Rotary preps for 44th bean dinner
Published 1:00 am Saturday, March 14, 2015
Beans. Word on the street is they’re good for your heart.
They are also good for the pocketbook of local nonprofit agencies and provide a good meal during the annual Elizabethton Rotary bean dinner.
The 44th bean dinner will be held 4:30-6:30 p.m. Thursday in the T.A. Dugger Junior High School cafeteria. The dinner is on of the Rotary Club of Elizabethton’s biggest fundraisers.
This dinner, which can produce up to 500 meals, takes well-organized preparation plan.
Rotary club members started gearing up for the dinner this past Thursday by sorting the beans. Anyone who has cooked a good old-fashioned pot of soup beans knows one of the most important steps is to sort the beans to make sure no rocks, gravel or other debris accidentally collected during picking make it into the cooking pot.
Many Rotary club members gathered in fellow Rotary member Joe Alexander’s office in downtown Elizabethton to sort through the 168 pounds of dried beans that would be used during the dinner. As members sorted beans to prepare to be cooked, they reminisced a little about the history of the bean dinner.
The dinner was first started by Richard Tetrick as a fundraiser for the American Cancer Society. Over the years, additional nonprofit organizations were added to share in the proceeds from bean dinner.
“Money raised from our bean dinner goes back into the community,” Alexander said. “We still give to the American Cancer Society along with some other groups.”

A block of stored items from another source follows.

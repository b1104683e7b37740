//! 点击事件记录器
//!
//! 跳转处理器在重定向成功后调用这里；落库是 best-effort 遥测，
//! 任何失败只记日志，绝不反馈给跳转路径。

use std::sync::Arc;

use tracing::{trace, warn};

use crate::errors::{LinktallyError, Result};
use crate::storage::{AnalyticsStorage, LinkAnalyticsRepository, NewInteraction};

pub struct InteractionRecorder<R> {
    storage: Arc<AnalyticsStorage>,
    repo: Arc<R>,
}

impl<R> Clone for InteractionRecorder<R> {
    fn clone(&self) -> Self {
        Self {
            storage: Arc::clone(&self.storage),
            repo: Arc::clone(&self.repo),
        }
    }
}

impl<R: LinkAnalyticsRepository + 'static> InteractionRecorder<R> {
    pub fn new(storage: Arc<AnalyticsStorage>, repo: Arc<R>) -> Self {
        Self { storage, repo }
    }

    /// 同步写入一条点击事件（独立短事务，时间戳由存储层分配）
    pub async fn record(&self, link_id: i64, client_ip: &str, user_agent: &str) -> Result<()> {
        let txn = self.storage.begin().await?;

        let result = self
            .repo
            .record_interaction(
                &txn,
                NewInteraction {
                    link_id,
                    client_ip: client_ip.to_string(),
                    user_agent: user_agent.to_string(),
                },
            )
            .await;

        match result {
            Ok(()) => {
                txn.commit().await.map_err(|e| {
                    LinktallyError::database_operation(format!("提交事务失败: {}", e))
                })?;
                trace!("Interaction recorded for link {}", link_id);
                Ok(())
            }
            Err(e) => {
                let _ = txn.rollback().await;
                Err(e)
            }
        }
    }

    /// 跳转成功后调用：异步落库，与跳转响应解耦。
    /// 丢一条点击计数不能让跳转失败，所以错误在这里吞掉。
    pub fn record_detached(&self, link_id: i64, client_ip: String, user_agent: String) {
        let recorder = self.clone();
        tokio::spawn(async move {
            if let Err(e) = recorder.record(link_id, &client_ip, &user_agent).await {
                warn!("Interaction dropped for link {}: {}", link_id, e);
            }
        });
    }
}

In 2014, the Elizabethton Rotary Club contributed to the American Cancer Society Relay for Life, the Boys & Girls Club of Elizabethton/Carter County, camp scholarships for 4H, Boy Scouts and Girl Scouts, scholarships for East Tennessee State University, Northeast State Community College and the Tennessee College of Applied Technology; the Carter County GED grant program, the Elizabethton/Carter County Public Library, the Elizabethton/Carter County United Way and Rotary International programs.
When the dinner first started, the meal was held at Elizabethton’s First United Methodist Church, Alexander said. Club members, with the help of John Gillespie and Bea Little, cooked the beans, cornbread and other parts of the meal.
“When we first started, we made the cornbread in an old cast iron skillet,” Alexander said. “That was an ordeal.”
The dinner was then moved to TAD and the cafeteria staff took over most of the preparation of the meals. They cook the beans and cornbread and prepare the coleslaw. Rotary club members bring the homemade desserts.
“They are the professionals,” Alexander said. “They are much better at it than we are.”
As for the recipe for the beans, that includes adding ham to the soup beans for extra flavor.
“We flavor them up right,” Alexander said. ”That is the only way to do soup beans.”
With almost all the cooking responsibilities taken care of by TAD cafeteria staff, the Rotary club members focus on serving diners during the meal. The club members work in the serving line putting the food on to trays or in carry-out boxes. They then deliver the meals to the table or the customer waiting on the carry-out boxes.
Tickets for the dinner are $5 per person and carry out meals are available. Tickets can be bought the night of the dinner at the door or from any Rotary club member. A change this year is TAD students will also be selling tickets, Alexander said.
An alternative menu of corn dogs and chips will be available.